● What the task asks
Wherever the string "Serialize" occurs in a line of these records, report that line.

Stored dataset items
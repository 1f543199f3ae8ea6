//! Algorithm enum for selecting how a generation is computed.
//!
//! `Serial` is the reference stepper and the default: the whole core runs on
//! the thread that owns the engine. `Parallel` exists for the benchmark and
//! for very large windows only. Both variants fill the whole scratch buffer
//! before returning, so the caller always swaps in a complete generation.

use serde::{Deserialize, Serialize};

use super::Grid;

/// Available evolution strategies
#[derive(Clone, Copy, Debug, PartialEq, Eq, Default, Serialize, Deserialize)]
#[serde(rename_all = "snake_case")]
pub enum Algorithm {
    /// Cell-by-cell on the calling thread
    #[default]
    Serial,
    /// Rows spread across the rayon pool; a benchmark option, same results as `Serial`
    Parallel,
}

impl Algorithm {
    /// Get all available algorithms
    pub fn all() -> Vec<Algorithm> {
        vec![Algorithm::Serial, Algorithm::Parallel]
    }

    /// Display name
    pub fn name(&self) -> &'static str {
        match self {
            Algorithm::Serial => "Serial",
            Algorithm::Parallel => "Parallel",
        }
    }

    /// Short description for logs and the benchmark table
    pub fn description(&self) -> &'static str {
        match self {
            Algorithm::Serial => "1 byte/cell, single thread",
            Algorithm::Parallel => "1 byte/cell, parallel rows",
        }
    }

    /// Compute the generation after `current` into `scratch`
    pub fn evolve(&self, current: &Grid, scratch: &mut Grid) {
        match self {
            Algorithm::Serial => current.evolve_into(scratch),
            Algorithm::Parallel => current.evolve_into_parallel(scratch),
        }
    }
}

#[cfg(test)]
mod tests {
    use super::*;
    use crate::domain::Cell;

    #[test]
    fn test_default_is_serial() {
        assert_eq!(Algorithm::default(), Algorithm::Serial);
    }

    #[test]
    fn test_names_are_unique() {
        let names: Vec<_> = Algorithm::all().iter().map(|a| a.name()).collect();
        let mut unique = names.clone();
        unique.sort();
        unique.dedup();
        assert_eq!(names.len(), unique.len());
    }

    #[test]
    fn test_variants_agree() {
        let mut grid = Grid::new(16, 9);
        for (x, y) in [(1, 1), (2, 1), (3, 1), (10, 4), (11, 5), (9, 6), (10, 6), (11, 6)] {
            grid.set(x, y, Cell::Alive);
        }

        let results: Vec<Grid> = Algorithm::all()
            .iter()
            .map(|algorithm| {
                let mut scratch = Grid::new(16, 9);
                algorithm.evolve(&grid, &mut scratch);
                scratch
            })
            .collect();
        assert_eq!(results[0], results[1]);
    }

    #[test]
    fn test_serde_names() {
        let json = serde_json::to_string(&Algorithm::Parallel).unwrap();
        assert_eq!(json, "\"parallel\"");
    }
}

● Your solution
use serde::{Deserialize, Serialize};
#[derive(Clone, Copy, Debug, PartialEq, Eq, Default, Serialize, Deserialize)]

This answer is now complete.